Her head turned sharply with the expression of one deeply perplexed at the unexpected interruption. She focused on the kitten, hard.
“Don’t do it!” Joe yelled, straining at the intestines strangling him.
Percy pressed the sharp end of the dagger to the kitten’s round and fluffy belly. His eyes burned into Molly’s and she, in response, brought up a finger of command that saw everything stop dead. Skeletons clattered to the ground in piles of bones, Waleed’s intestines turned loose and flopped in a foul heap at Joe’s feet, Tareq sat as lifeless and unresponsive as ever. All was silence, every living eye on Percy and his beloved kitten, and the only sound that broke it was Moxie’s purr, so happy was she to be held again by her master.

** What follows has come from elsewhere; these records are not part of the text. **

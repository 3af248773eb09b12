#![forbid(unsafe_code)]

use serde::{Deserialize, Serialize};

use crate::fingerprint::DeviceFingerprint;
use crate::{ContractViolation, ExecutionContextKind, UnixTimeMs, Validate};

pub const USER_ID_PREFIX: &str = "user_";
pub const USER_ID_MAX_LEN: usize = 128;

/// Which execution context minted a user identifier.
#[derive(Debug, Clone, Copy, PartialEq, Eq, Hash, PartialOrd, Ord, Serialize, Deserialize)]
#[serde(rename_all = "snake_case")]
pub enum IdentifierSource {
    Web,
    Ext,
    Welcome,
    Feedback,
}

impl IdentifierSource {
    pub const fn as_str(self) -> &'static str {
        match self {
            Self::Web => "web",
            Self::Ext => "ext",
            Self::Welcome => "welcome",
            Self::Feedback => "feedback",
        }
    }

    pub fn parse(raw: &str) -> Option<Self> {
        match raw {
            "web" => Some(Self::Web),
            "ext" => Some(Self::Ext),
            "welcome" => Some(Self::Welcome),
            "feedback" => Some(Self::Feedback),
            _ => None,
        }
    }

    pub const fn for_context(kind: ExecutionContextKind) -> Self {
        match kind {
            ExecutionContextKind::Website => Self::Web,
            ExecutionContextKind::Welcome => Self::Welcome,
            ExecutionContextKind::Extension => Self::Ext,
            ExecutionContextKind::Feedback => Self::Feedback,
        }
    }
}

/// `user_<source>_<timestamp>_<fingerprintFragment>_<random>`.
///
/// Identifiers minted elsewhere are accepted as long as they keep the `user_` prefix and
/// at least five underscore-separated parts; the fragment itself may contain underscores.
#[derive(Debug, Clone, PartialEq, Eq, PartialOrd, Ord, Hash, Serialize, Deserialize)]
#[serde(try_from = "String", into = "String")]
pub struct UserIdentifier(String);

#[derive(Debug, Clone, PartialEq, Eq)]
pub struct ParsedUserIdentifier<'a> {
    pub source: &'a str,
    pub minted_at: Option<UnixTimeMs>,
    pub fingerprint_fragment: &'a str,
    pub random: &'a str,
}

impl UserIdentifier {
    pub fn parse(raw: impl Into<String>) -> Result<Self, ContractViolation> {
        let id = Self(raw.into());
        id.validate()?;
        Ok(id)
    }

    /// Mints a new identifier. `random` is reduced to at most 32 ascii alphanumerics so the
    /// result is always well-formed.
    pub fn mint(
        source: IdentifierSource,
        now: UnixTimeMs,
        fingerprint: Option<&DeviceFingerprint>,
        random: &str,
    ) -> Self {
        let mut random: String = random
            .chars()
            .filter(char::is_ascii_alphanumeric)
            .take(32)
            .collect();
        if random.is_empty() {
            random.push('0');
        }
        let fragment = match fingerprint {
            Some(fp) => fp.fragment().to_string(),
            None => random.chars().take(8).collect(),
        };
        Self(format!(
            "{USER_ID_PREFIX}{}_{}_{}_{}",
            source.as_str(),
            now.0,
            fragment,
            random
        ))
    }

    pub fn as_str(&self) -> &str {
        &self.0
    }

    pub fn components(&self) -> ParsedUserIdentifier<'_> {
        // Validated on construction: prefix present and at least five parts.
        let rest = &self.0[USER_ID_PREFIX.len()..];
        let (source, rest) = rest.split_once('_').unwrap_or((rest, ""));
        let (timestamp, rest) = rest.split_once('_').unwrap_or((rest, ""));
        let (fingerprint_fragment, random) = rest.rsplit_once('_').unwrap_or((rest, ""));
        ParsedUserIdentifier {
            source,
            minted_at: timestamp.parse::<u64>().ok().map(UnixTimeMs),
            fingerprint_fragment,
            random,
        }
    }

    pub fn source(&self) -> Option<IdentifierSource> {
        IdentifierSource::parse(self.components().source)
    }

    pub fn is_website_identifier(&self) -> bool {
        self.source() == Some(IdentifierSource::Web)
    }
}

impl Validate for UserIdentifier {
    fn validate(&self) -> Result<(), ContractViolation> {
        crate::common::ensure_bounded_text("user_identifier", &self.0, USER_ID_MAX_LEN)?;
        if !self.0.starts_with(USER_ID_PREFIX) {
            return Err(ContractViolation::InvalidValue {
                field: "user_identifier",
                reason: "must start with user_",
            });
        }
        if self.0.split('_').count() < 5 || self.0.split('_').any(str::is_empty) {
            return Err(ContractViolation::InvalidValue {
                field: "user_identifier",
                reason: "must have at least five non-empty underscore-separated parts",
            });
        }
        if self.0.chars().any(|c| c.is_whitespace() || c.is_control()) {
            return Err(ContractViolation::InvalidValue {
                field: "user_identifier",
                reason: "must not contain whitespace",
            });
        }
        Ok(())
    }
}

impl TryFrom<String> for UserIdentifier {
    type Error = ContractViolation;

    fn try_from(value: String) -> Result<Self, Self::Error> {
        Self::parse(value)
    }
}

impl From<UserIdentifier> for String {
    fn from(value: UserIdentifier) -> Self {
        value.0
    }
}

impl std::fmt::Display for UserIdentifier {
    fn fmt(&self, f: &mut std::fmt::Formatter<'_>) -> std::fmt::Result {
        f.write_str(&self.0)
    }
}

/// The identity a context settles on during startup; analytics can only be built from one.
#[derive(Debug, Clone, PartialEq, Eq, Serialize, Deserialize)]
pub struct ResolvedIdentity {
    pub user_id: UserIdentifier,
    pub device_id: DeviceFingerprint,
    /// Fingerprint computed in this context; differs from `device_id` when a stored or
    /// recovered device id was adopted.
    pub local_fingerprint: DeviceFingerprint,
}

#[cfg(test)]
mod tests {
    use super::*;

    #[test]
    fn at_uid_contract_01_mint_embeds_source_time_and_fragment() {
        let fp = DeviceFingerprint::parse("fp_k2j4h5g6f7_a1").unwrap();
        let id = UserIdentifier::mint(
            IdentifierSource::Web,
            UnixTimeMs(1_712_000_000_000),
            Some(&fp),
            "q8w7e6r5t",
        );
        assert_eq!(id.as_str(), "user_web_1712000000000_k2j4h5g6_q8w7e6r5t");
        let parts = id.components();
        assert_eq!(parts.source, "web");
        assert_eq!(parts.minted_at, Some(UnixTimeMs(1_712_000_000_000)));
        assert_eq!(parts.fingerprint_fragment, "k2j4h5g6");
        assert_eq!(parts.random, "q8w7e6r5t");
        assert!(id.is_website_identifier());
    }

    #[test]
    fn at_uid_contract_02_fragment_with_underscore_still_parses() {
        let fp = DeviceFingerprint::parse("fp_abc_def").unwrap();
        let id = UserIdentifier::mint(
            IdentifierSource::Ext,
            UnixTimeMs(1_700_000_000_123),
            Some(&fp),
            "zzz111",
        );
        let parts = id.components();
        assert_eq!(parts.fingerprint_fragment, "abc_def");
        assert_eq!(parts.random, "zzz111");
        assert_eq!(id.source(), Some(IdentifierSource::Ext));
    }

    #[test]
    fn at_uid_contract_03_without_fingerprint_uses_random_prefix() {
        let id = UserIdentifier::mint(IdentifierSource::Feedback, UnixTimeMs(5), None, "abcdefghi");
        assert_eq!(id.as_str(), "user_feedback_5_abcdefgh_abcdefghi");
    }

    #[test]
    fn at_uid_contract_04_rejects_malformed_identifiers() {
        for raw in ["", "user_web", "user_web_1_2", "uid_web_1_2_3", "user_web__x_y", "user_web_1 2_x_y"] {
            assert!(UserIdentifier::parse(raw).is_err(), "{raw} should be rejected");
        }
    }

    #[test]
    fn at_uid_contract_06_mint_sanitizes_random_suffix() {
        let empty = UserIdentifier::mint(IdentifierSource::Web, UnixTimeMs(1), None, "");
        assert_eq!(empty.as_str(), "user_web_1_0_0");
        assert!(empty.validate().is_ok());
        let noisy = UserIdentifier::mint(IdentifierSource::Web, UnixTimeMs(1), None, "a_b c-d");
        assert_eq!(noisy.components().random, "abcd");
        assert!(noisy.validate().is_ok());
    }

    #[test]
    fn at_uid_contract_05_non_numeric_timestamp_has_no_mint_time() {
        let id = UserIdentifier::parse("user_web_notatime_frag_rand").unwrap();
        assert_eq!(id.components().minted_at, None);
    }
}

Molly was the first to speak. “Why do you think I’d care if you kill that kitten?”
“Because…” Percy glanced at Joe, who had absolutely assured him that Molly’s familiar’s presence in the kitten’s body could turn any tide with her. “Because. Look at her. Don’t you recognise her?”
Molly’s head tilted to the side with the effort of her investigation. “It’s a cat.”
“It’s not just any cat. Look at her! Look into her beautiful, big,” his voice began to shake, “loyal, loving eyes.”
Molly did, but she made no sign of recognition. Only seemed to be enjoying the novelty of the drama.
“I’ll gut her,” Percy threatened. “Little kitten entrails spilling out everywhere. I’ll slit her wide open.”
“Go ahead,” she replied with a shrug.
Percy looked at Joe, Joe looked at Percy, and Percy hissed, “You said this would work.”
“She’s bluffing!” Joe declared loudly. “Spill some blood and see how she feels about it.”
“Yeah,” said Percy. He nodded. Firmed his grip on the dagger. “All right. Um…” He loosened his grip. Tightened it. Shifted the dagger around a bit. Then, on a cough, “Joe?”
Joe glanced at the tense and horrified crowd, then back to Percy. “What?”
Percy tilted his head sharply away from Joe. “Could you, uh, come here? Just for a moment.”
“But—”
“Please. Could you?”
Joe took a moment to get moving, then picked his way awkwardly across the clearing, bones crunching with every step, until he finally made it to Percy’s side. Percy whispered, “I actually can’t… um… do this. So, could you?”